Search the data for the string "InitializationError", and report each line where it is found.
^^^^^^^^
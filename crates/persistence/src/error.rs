// Copyright (C) 2026 Fred Clausen
// Use of this source code is governed by an MIT-style
// license that can be found in the LICENSE file or at
// https://opensource.org/licenses/MIT.

use diesel::result::DatabaseErrorKind;
use reserva_domain::{format_date, format_time};
use time::{Date, Time};

/// Errors that can occur during persistence operations.
#[derive(Debug, Clone, PartialEq, Eq)]
pub enum PersistenceError {
    /// A database error occurred.
    DatabaseError(String),
    /// Database connection failed.
    DatabaseConnectionFailed(String),
    /// Database migration failed.
    MigrationFailed(String),
    /// Query execution failed.
    QueryFailed(String),
    /// Serialization/deserialization error.
    SerializationError(String),
    /// Initialization error.
    InitializationError(String),
    /// Foreign key enforcement is not enabled.
    ForeignKeyEnforcementNotEnabled,
    /// The requested resource was not found.
    NotFound(String),
    /// A slot-holding reservation already exists at this date and time.
    ///
    /// Raised by the storage layer's uniqueness constraint, never by a
    /// separate pre-check.
    SlotConflict {
        /// The contested date.
        date: Date,
        /// The contested slot start.
        time: Time,
    },
    /// A referenced row (such as the reservation owner) does not exist.
    ReferenceNotFound(String),
    /// The reservation changed after the write was planned.
    ///
    /// The stored status or `updated_at` no longer matches what the caller
    /// read, so the planned write was not applied.
    StaleWrite {
        /// The reservation whose write was refused.
        reservation_id: i64,
    },
    /// A stored value could not be converted back into a domain type.
    CorruptRow(String),
}

impl std::fmt::Display for PersistenceError {
    fn fmt(&self, f: &mut std::fmt::Formatter<'_>) -> std::fmt::Result {
        match self {
            Self::DatabaseError(msg) => write!(f, "Database error: {msg}"),
            Self::DatabaseConnectionFailed(msg) => {
                write!(f, "Database connection failed: {msg}")
            }
            Self::MigrationFailed(msg) => write!(f, "Migration failed: {msg}"),
            Self::QueryFailed(msg) => write!(f, "Query failed: {msg}"),
            Self::SerializationError(msg) => write!(f, "Serialization error: {msg}"),
            Self::InitializationError(msg) => write!(f, "Initialization error: {msg}"),
            Self::ForeignKeyEnforcementNotEnabled => {
                write!(f, "Foreign key enforcement is not enabled")
            }
            Self::NotFound(msg) => write!(f, "Not found: {msg}"),
            Self::SlotConflict { date, time } => write!(
                f,
                "The slot {} at {} is already booked",
                format_date(*date),
                format_time(*time)
            ),
            Self::ReferenceNotFound(msg) => write!(f, "Referenced record not found: {msg}"),
            Self::StaleWrite { reservation_id } => write!(
                f,
                "Reservation {reservation_id} was modified concurrently; reload and retry"
            ),
            Self::CorruptRow(msg) => write!(f, "Corrupt stored value: {msg}"),
        }
    }
}

impl std::error::Error for PersistenceError {}

impl From<diesel::result::Error> for PersistenceError {
    fn from(err: diesel::result::Error) -> Self {
        match err {
            diesel::result::Error::NotFound => Self::NotFound("Record not found".to_string()),
            diesel::result::Error::DatabaseError(DatabaseErrorKind::ForeignKeyViolation, info) => {
                Self::ReferenceNotFound(info.message().to_string())
            }
            _ => Self::DatabaseError(err.to_string()),
        }
    }
}

impl From<diesel::ConnectionError> for PersistenceError {
    fn from(err: diesel::ConnectionError) -> Self {
        Self::DatabaseConnectionFailed(err.to_string())
    }
}

impl From<serde_json::Error> for PersistenceError {
    fn from(err: serde_json::Error) -> Self {
        Self::SerializationError(err.to_string())
    }
}

/// Maps a ledger write failure, turning a uniqueness violation into a slot conflict.
pub fn map_slot_write_error(
    err: diesel::result::Error,
    date: Date,
    time: Time,
) -> PersistenceError {
    match err {
        diesel::result::Error::DatabaseError(DatabaseErrorKind::UniqueViolation, _) => {
            PersistenceError::SlotConflict { date, time }
        }
        other => PersistenceError::from(other),
    }
}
^^^^^^^^
Answer for the task.
    InitializationError(String),
            Self::InitializationError(msg) => write!(f, "Initialization error: {msg}"),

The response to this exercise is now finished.